Irland/Nordirland: Neue Ängste nach 20 Jahren Frieden  | Bild: NDR

Vier Stunden schon sitzt Stephen Travers im Auto – einmal quer durch Irland. Immer Richtung Norden. "Drift away" schmettert die "Miami Showband". Das waren Zeiten, ganz oben waren die Jungs aus dem Norden und dem Süden in den Charts und Steven war einer von ihnen – der Bassist aus Tipperary. "Fran, unser Sänger, war superpopulär, die Mädchen liebten ihn. Er war so eine Art ein Pin-up-Typ. Wir waren jung und cool", erinnert sich Stephen Travers.

Irgendwann überquert er die Grenze nach Nordirland, nach Großbritannien. Man muss schon genau hinschauen, um das alte Grenzhäuschen noch zu entdecken. Freie Fahrt, für Briten und für Iren. Wo früher Wachtürme, Kasernen und Zäune die Landschaft durchschnitten – nichts als Idylle. So als hätte nichts und niemand den Frieden je gestört.

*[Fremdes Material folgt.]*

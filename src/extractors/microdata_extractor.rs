//! Microdata (schema.org HTML attributes) extraction
//!
//! Extracts items from itemscope/itemprop/itemtype/itemref attributes.
//! Reference: https://html.spec.whatwg.org/multipage/microdata.html

use crate::error::Result;
use crate::extractors::{attr_tokens, language_of, resolve_url, selector, text_content, FormatParser};
use crate::factory::{ParsingResult, RawItem, RawValue};
use crate::format::Format;
use crate::jsonld::is_absolute;
use crate::logger::SharedLogger;
use crate::model::Iri;
use scraper::{ElementRef, Html};
use std::collections::{HashMap, HashSet};
use url::Url;

/// Position of a node in the document: child indices from the root
type NodePath = Vec<usize>;

/// Items resolved so far. `None` marks an item whose properties are still
/// being collected, i.e. one that is reached again through an itemref cycle.
type Registry = HashMap<NodePath, Option<RawItem>>;

pub struct MicrodataExtractor {
    base: Url,
    logger: SharedLogger,
}

impl MicrodataExtractor {
    pub fn new(base: Url, logger: SharedLogger) -> Self {
        Self { base, logger }
    }

    fn to_item<'a>(
        &self,
        element: ElementRef<'a>,
        ids: &HashMap<&'a str, ElementRef<'a>>,
        visited: &mut Registry,
    ) -> Result<RawItem> {
        let path = node_path(&element);
        visited.insert(path.clone(), None);

        let types: Vec<Iri> = attr_tokens(&element, "itemtype")
            .into_iter()
            .map(Iri::from_url)
            .collect();
        let vocabulary = types
            .first()
            .filter(|t| t.is_profiled())
            .map(|t| t.profile().to_string());

        let mut item = RawItem {
            types,
            id: element
                .value()
                .attr("itemid")
                .map(|id| resolve_url(&self.base, id)),
            language: language_of(&element),
            ..Default::default()
        };

        for node in property_nodes(element, ids) {
            let value = if node.value().attr("itemscope").is_some() {
                match visited.get(&node_path(&node)) {
                    Some(Some(resolved)) => RawValue::Item(resolved.clone()),
                    Some(None) => {
                        self.logger.debug(
                            "itemref cycle, using itemid",
                            &[("itemprop", node.value().attr("itemprop").unwrap_or(""))],
                        )?;
                        match node.value().attr("itemid") {
                            Some(id) => RawValue::text(resolve_url(&self.base, id)),
                            None => continue,
                        }
                    }
                    None => RawValue::Item(self.to_item(node, ids, visited)?),
                }
            } else {
                self.scalar_value(&node)
            };

            for name in attr_tokens(&node, "itemprop") {
                item.push_property(property_iri(name, vocabulary.as_deref()), value.clone());
            }
        }

        visited.insert(path, Some(item.clone()));
        Ok(item)
    }

    /// Property value of an element without itemscope
    fn scalar_value(&self, element: &ElementRef) -> RawValue {
        let el = element.value();
        let url_attr = |name: &str| RawValue::text(el.attr(name).map(|v| resolve_url(&self.base, v)).unwrap_or_default());
        let text = |value: String| RawValue::Text {
            text: value.trim().to_string(),
            language: language_of(element),
        };

        match el.name() {
            "meta" => text(el.attr("content").unwrap_or("").to_string()),
            "audio" | "embed" | "iframe" | "img" | "source" | "track" | "video" => url_attr("src"),
            "a" | "area" | "link" => url_attr("href"),
            "object" => url_attr("data"),
            "data" | "meter" => RawValue::text(el.attr("value").unwrap_or("").trim()),
            "time" => match el.attr("datetime") {
                Some(datetime) => RawValue::text(datetime.trim()),
                None => text(text_content(element)),
            },
            _ => text(text_content(element)),
        }
    }
}

impl FormatParser for MicrodataExtractor {
    fn format(&self) -> Format {
        Format::Microdata
    }

    fn parse(&mut self, document: &Html) -> Result<ParsingResult> {
        let mut ids = HashMap::new();
        for element in document.select(&selector("[id]")?) {
            if let Some(id) = element.value().attr("id") {
                ids.entry(id).or_insert(element);
            }
        }

        // Top-level items are scopes that are not themselves a property
        let mut visited = Registry::new();
        let mut items = Vec::new();
        for element in document.select(&selector("[itemscope]")?) {
            if element.value().attr("itemprop").is_none() {
                items.push(self.to_item(element, &ids, &mut visited)?);
            }
        }

        self.logger.debug("microdata items", &[("count", items.len().to_string().as_str())])?;
        ParsingResult::new(Format::Microdata, items, Vec::new(), &*self.logger)
    }
}

fn node_path(element: &ElementRef) -> NodePath {
    let mut path = Vec::new();
    let mut node = Some(**element);
    while let Some(current) = node {
        path.push(current.prev_siblings().count());
        node = current.parent();
    }
    path.reverse();
    path
}

fn property_iri(name: &str, vocabulary: Option<&str>) -> Iri {
    match vocabulary {
        _ if is_absolute(name) => Iri::from_url(name),
        Some(vocabulary) => Iri::new(vocabulary, name),
        None => Iri::unprofiled(name),
    }
}

/// Elements contributing properties to the scope of `root`, in tree order.
///
/// Traversal starts at the root and at every element its itemref names. An
/// itemprop element is collected and not descended into; a nested itemscope
/// is never descended into. Each element is collected at most once, even if
/// it is both contained in the root and referenced.
fn property_nodes<'a>(root: ElementRef<'a>, ids: &HashMap<&'a str, ElementRef<'a>>) -> Vec<ElementRef<'a>> {
    let root_path = node_path(&root);
    let mut seen: HashSet<NodePath> = HashSet::from([root_path]);

    let mut pending: Vec<(NodePath, ElementRef<'a>)> = Vec::new();
    for id in attr_tokens(&root, "itemref") {
        if let Some(target) = ids.get(id) {
            let path = node_path(target);
            if !seen.contains(&path) && !pending.iter().any(|(p, _)| *p == path) {
                pending.push((path, *target));
            }
        }
    }

    let mut results = Vec::new();
    for child in root.children().filter_map(ElementRef::wrap) {
        visit(child, &mut seen, &mut pending, &mut results);
    }
    while !pending.is_empty() {
        let (_, target) = pending.remove(0);
        visit(target, &mut seen, &mut pending, &mut results);
    }

    results.sort_by(|a, b| a.0.cmp(&b.0));
    results.into_iter().map(|(_, el)| el).collect()
}

fn visit<'a>(
    node: ElementRef<'a>,
    seen: &mut HashSet<NodePath>,
    pending: &mut Vec<(NodePath, ElementRef<'a>)>,
    results: &mut Vec<(NodePath, ElementRef<'a>)>,
) {
    let path = node_path(&node);
    if !seen.insert(path.clone()) {
        return;
    }
    pending.retain(|(p, _)| *p != path);

    if !attr_tokens(&node, "itemprop").is_empty() {
        results.push((path, node));
        return;
    }
    if node.value().attr("itemscope").is_some() {
        return;
    }
    for child in node.children().filter_map(ElementRef::wrap) {
        visit(child, seen, pending, results);
    }
}

#[cfg(test)]
mod tests {
    use super::*;
    use crate::logger::TracingLogger;
    use crate::model::{Item, Value};
    use std::sync::Arc;

    fn extract(html: &str) -> Vec<Item> {
        let base = Url::parse("https://example.com/page/").unwrap();
        let mut extractor = MicrodataExtractor::new(base, Arc::new(TracingLogger));
        extractor
            .parse(&Html::parse_document(html))
            .unwrap()
            .into_items()
    }

    fn texts(values: &[Value]) -> Vec<String> {
        values.iter().map(Value::to_string).collect()
    }

    #[test]
    fn test_extract_simple_microdata() {
        let html = r#"
        <div itemscope itemtype="https://schema.org/Product">
            <span itemprop="name">Test Product</span>
            <meta itemprop="gtin13" content="1234567890123">
            <span itemprop="price">19.99</span>
        </div>
        "#;

        let items = extract(html);
        assert_eq!(items.len(), 1);
        let product = &items[0];
        assert_eq!(product.format(), Format::Microdata);
        assert!(product.is_of_type([Iri::new("https://schema.org/", "Product")]));
        assert_eq!(texts(product.property("name").unwrap()), vec!["Test Product"]);
        assert_eq!(
            texts(product.property(Iri::new("https://schema.org/", "gtin13")).unwrap()),
            vec!["1234567890123"]
        );
    }

    #[test]
    fn test_nested_microdata() {
        let html = r#"
        <div itemscope itemtype="https://schema.org/Product">
            <span itemprop="name">Product</span>
            <div itemprop="offers" itemscope itemtype="https://schema.org/Offer">
                <span itemprop="price">19.99</span>
            </div>
        </div>
        "#;

        let items = extract(html);
        assert_eq!(items.len(), 1);
        let product = &items[0];
        assert!(!product.properties().contains(&"price".into()));
        let offer = product.property("offers").unwrap()[0].as_item().unwrap();
        assert!(offer.is_of_type(["Offer"]));
        assert_eq!(texts(offer.property("price").unwrap()), vec!["19.99"]);
    }

    #[test]
    fn test_itemref_sibling_and_descendant_counted_once() {
        let html = r#"
        <p id="a" itemprop="x">from sibling</p>
        <div itemscope itemtype="https://schema.org/Thing" itemref="a b">
            <section><span id="b" itemprop="y">from descendant</span></section>
        </div>
        "#;

        let items = extract(html);
        assert_eq!(items.len(), 1);
        let thing = &items[0];
        assert_eq!(texts(thing.property("x").unwrap()), vec!["from sibling"]);
        assert_eq!(texts(thing.property("y").unwrap()), vec!["from descendant"]);
        assert_eq!(thing.properties().len(), 2);
    }

    #[test]
    fn test_itemprop_without_scope_is_not_descended() {
        let html = r#"
        <div itemscope itemtype="https://schema.org/Thing">
            <div itemprop="description">Outer <span itemprop="inner">inner</span></div>
        </div>
        "#;

        let items = extract(html);
        let thing = &items[0];
        assert_eq!(texts(thing.property("description").unwrap()), vec!["Outer inner"]);
        assert!(!thing.properties().contains(&"inner".into()));
    }

    #[test]
    fn test_tag_value_table() {
        let html = r#"
        <div itemscope itemtype="https://schema.org/Event" lang="en">
            <a itemprop="url" href="/event">Link</a>
            <img itemprop="image" src="img.png">
            <time itemprop="startDate" datetime="2024-05-01T10:00">May 1st</time>
            <time itemprop="endDate">May 2nd</time>
            <data itemprop="capacity" value="120">a hundred and twenty</data>
            <object itemprop="embed" data="https://example.com/file.swf"></object>
            <meta itemprop="keywords" content="music">
        </div>
        "#;

        let items = extract(html);
        let event = &items[0];
        assert_eq!(event.language(), Some("en"));
        assert_eq!(texts(event.property("url").unwrap()), vec!["https://example.com/event"]);
        assert_eq!(
            texts(event.property("image").unwrap()),
            vec!["https://example.com/page/img.png"]
        );
        assert_eq!(texts(event.property("startDate").unwrap()), vec!["2024-05-01T10:00"]);
        assert_eq!(texts(event.property("endDate").unwrap()), vec!["May 2nd"]);
        assert_eq!(texts(event.property("capacity").unwrap()), vec!["120"]);
        assert_eq!(
            texts(event.property("embed").unwrap()),
            vec!["https://example.com/file.swf"]
        );
        match &event.property("keywords").unwrap()[0] {
            Value::String(s) => assert_eq!(s.language(), Some("en")),
            other => panic!("unexpected {:?}", other),
        }
    }

    #[test]
    fn test_multiple_property_names_and_values() {
        let html = r#"
        <div itemscope itemtype="https://schema.org/Person">
            <span itemprop="name alternateName">Jane</span>
            <span itemprop="knowsLanguage">en</span>
            <span itemprop="knowsLanguage">de</span>
        </div>
        "#;

        let items = extract(html);
        let person = &items[0];
        assert_eq!(texts(person.property("name").unwrap()), vec!["Jane"]);
        assert_eq!(texts(person.property("alternateName").unwrap()), vec!["Jane"]);
        assert_eq!(texts(person.property("knowsLanguage").unwrap()), vec!["en", "de"]);
    }

    #[test]
    fn test_itemref_cycle_falls_back_to_itemid() {
        let html = r#"
        <div itemscope itemtype="https://schema.org/Person" itemid="urn:a">
            <span itemprop="name">A</span>
            <div id="x" itemprop="knows" itemscope itemtype="https://schema.org/Person" itemid="urn:x" itemref="y">
                <span itemprop="name">X</span>
            </div>
        </div>
        <div id="y" itemprop="knows" itemscope itemtype="https://schema.org/Person" itemref="x">
            <span itemprop="name">Y</span>
        </div>
        "#;

        let items = extract(html);
        assert_eq!(items.len(), 1);
        let x = items[0].property("knows").unwrap()[0].as_item().unwrap();
        assert_eq!(x.id(), Some("urn:x"));
        let y = x.property("knows").unwrap()[0].as_item().unwrap();
        assert_eq!(texts(y.property("name").unwrap()), vec!["Y"]);
        assert_eq!(texts(y.property("knows").unwrap()), vec!["urn:x"]);
    }

    #[test]
    fn test_untyped_scope_is_skipped() {
        let html = r#"<div itemscope><span itemprop="name">No type</span></div>"#;
        let base = Url::parse("https://example.com/").unwrap();
        let mut extractor = MicrodataExtractor::new(base, Arc::new(TracingLogger));
        let result = extractor.parse(&Html::parse_document(html)).unwrap();
        assert!(result.items().is_empty());
        assert_eq!(result.diagnostics().len(), 1);
    }
}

Aber wenn jemand weiß, wie fragil dieser Frieden ist auch 20 Jahre nach dem Karfreitagsabkommen – dann ist es Stephen. Immer wieder zieht es ihn an diese Stelle, gleich neben der Autobahn, die vom irischen Dublin ins britische Belfast führt. Manche sagen, es ist der Ort an dem die Musik starb.

"Die Bastarde sind tot"

"Alles war richtig rot, blutrot wie bei einem Sonnenuntergang. Und während ich die Böschung herunter geschleudert wurde nahm ich jedes Blatt ganz bewusst wahr.“ Fast ist es als durchlebe Steven noch einmal jene Nacht im Juli 1975: die Straßensperre, Militär, Routinekontrolle, wie so oft auf dem Höhepunkt des nordirischen Bürgerkriegs.

Durch eine Bombe zerstörter Bus
Der Tourbus der "Miami Showband" wurde in die Luft gesprengt. | Bild: NDR

Minuten später fliegt der Tourbus der "Miami Showband" in die Luft. Tot sind die Bombenleger von der protestantischen Terrorgang UVF. Der Plan, eine Bombe im Bus der Band zu platzieren, misslingt. Sie explodiert zu früh. Aber jetzt gibt es Zeugen, auch dafür, dass britische Soldaten beteiligt sind. Eine perfide Taktik: Die zwischen Nord und Süd pendelnden Bandmitglieder sollten, sagt Stephen, als Täter, als irische Terroristen herhalten; und den Briten als Argument dienen, die Grenze zu Irland dicht machen zu können. Alles geht schnell. Kugeln durchsieben die Musiker. Tony wird ermordet, Frans Gesicht von 17 Schüssen zerfetzt, Brian hingerichtet. Stephen zerreißt es die Hüfte. "Ich hörte Schritte, und als der Mann neben mir stand rief ein anderer: 'Komm, die Bastarde sind tot. Ich hab denen Dum-Dum-Geschosse in die Körper gejagt'", erinnert sich Travers.

Stephen überlebt schwerverletzt, verwundet an Körper und Seele. Wertlos sei sein Leben gewesen. Bis er seine Mission erkennt und ein Reisender wird in Sachen Versöhnung und Gerechtigkeit.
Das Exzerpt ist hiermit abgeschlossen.